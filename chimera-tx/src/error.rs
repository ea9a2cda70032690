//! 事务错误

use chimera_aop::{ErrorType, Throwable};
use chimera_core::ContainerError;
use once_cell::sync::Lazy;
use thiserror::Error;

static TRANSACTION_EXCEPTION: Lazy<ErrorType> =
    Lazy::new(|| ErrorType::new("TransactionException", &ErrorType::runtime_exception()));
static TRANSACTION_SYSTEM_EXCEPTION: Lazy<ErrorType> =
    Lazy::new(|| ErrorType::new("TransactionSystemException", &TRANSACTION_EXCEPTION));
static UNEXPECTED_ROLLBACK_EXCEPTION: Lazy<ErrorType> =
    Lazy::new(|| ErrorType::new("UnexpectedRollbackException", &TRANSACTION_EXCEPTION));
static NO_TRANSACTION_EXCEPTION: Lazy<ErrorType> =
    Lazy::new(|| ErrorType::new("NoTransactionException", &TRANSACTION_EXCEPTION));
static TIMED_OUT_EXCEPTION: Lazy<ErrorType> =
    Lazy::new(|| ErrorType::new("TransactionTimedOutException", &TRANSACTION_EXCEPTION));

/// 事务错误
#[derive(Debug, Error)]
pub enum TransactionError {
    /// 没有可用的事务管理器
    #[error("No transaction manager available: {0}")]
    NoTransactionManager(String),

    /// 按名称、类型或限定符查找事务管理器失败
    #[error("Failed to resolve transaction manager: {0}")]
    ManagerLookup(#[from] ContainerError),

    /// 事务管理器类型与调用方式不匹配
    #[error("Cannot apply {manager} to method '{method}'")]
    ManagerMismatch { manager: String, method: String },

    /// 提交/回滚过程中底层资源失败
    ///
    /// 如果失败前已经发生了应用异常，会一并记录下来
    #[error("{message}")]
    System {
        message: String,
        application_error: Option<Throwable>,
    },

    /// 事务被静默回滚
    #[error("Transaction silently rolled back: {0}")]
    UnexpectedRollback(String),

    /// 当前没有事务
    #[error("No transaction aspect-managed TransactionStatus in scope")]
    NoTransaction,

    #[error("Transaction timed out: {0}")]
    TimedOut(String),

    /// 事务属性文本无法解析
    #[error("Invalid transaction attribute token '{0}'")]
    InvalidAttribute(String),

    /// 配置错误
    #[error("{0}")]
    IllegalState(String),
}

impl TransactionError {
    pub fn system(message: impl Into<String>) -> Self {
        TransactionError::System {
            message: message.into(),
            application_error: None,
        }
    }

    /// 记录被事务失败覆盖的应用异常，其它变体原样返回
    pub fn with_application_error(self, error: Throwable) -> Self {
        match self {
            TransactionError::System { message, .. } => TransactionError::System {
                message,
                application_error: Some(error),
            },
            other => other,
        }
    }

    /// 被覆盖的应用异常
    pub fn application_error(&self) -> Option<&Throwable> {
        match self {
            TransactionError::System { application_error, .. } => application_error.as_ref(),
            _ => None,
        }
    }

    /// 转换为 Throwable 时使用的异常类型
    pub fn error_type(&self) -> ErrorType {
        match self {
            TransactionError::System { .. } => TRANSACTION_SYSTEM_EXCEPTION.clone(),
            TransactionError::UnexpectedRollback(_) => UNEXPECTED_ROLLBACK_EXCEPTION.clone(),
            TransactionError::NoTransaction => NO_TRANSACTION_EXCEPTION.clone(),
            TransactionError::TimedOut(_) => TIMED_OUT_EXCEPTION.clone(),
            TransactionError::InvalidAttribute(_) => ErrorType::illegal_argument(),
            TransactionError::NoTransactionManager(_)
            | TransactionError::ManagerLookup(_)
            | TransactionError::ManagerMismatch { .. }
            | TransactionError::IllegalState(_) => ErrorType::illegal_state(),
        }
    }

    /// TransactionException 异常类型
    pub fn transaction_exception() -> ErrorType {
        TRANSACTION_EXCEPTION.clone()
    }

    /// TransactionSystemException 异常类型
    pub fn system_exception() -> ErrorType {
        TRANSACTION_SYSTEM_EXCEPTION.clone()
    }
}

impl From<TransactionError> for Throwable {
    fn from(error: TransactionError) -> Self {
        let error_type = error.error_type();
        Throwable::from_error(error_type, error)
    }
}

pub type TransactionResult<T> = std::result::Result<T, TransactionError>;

--

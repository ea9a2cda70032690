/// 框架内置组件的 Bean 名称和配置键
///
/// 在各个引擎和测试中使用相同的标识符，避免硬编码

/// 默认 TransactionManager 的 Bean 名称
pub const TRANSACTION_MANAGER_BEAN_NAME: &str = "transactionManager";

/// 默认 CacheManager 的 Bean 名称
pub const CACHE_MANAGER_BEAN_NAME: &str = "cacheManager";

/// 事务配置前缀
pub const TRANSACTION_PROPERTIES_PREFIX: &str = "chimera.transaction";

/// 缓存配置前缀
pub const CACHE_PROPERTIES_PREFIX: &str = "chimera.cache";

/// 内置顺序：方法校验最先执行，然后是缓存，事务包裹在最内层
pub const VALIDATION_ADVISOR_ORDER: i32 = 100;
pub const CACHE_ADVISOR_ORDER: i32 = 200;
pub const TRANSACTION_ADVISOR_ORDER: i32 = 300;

* _Exercise directions_
Check every line of the entries above for the word "IllegalState" and report how many lines contain it, giving the number only.

* _Answer section_
2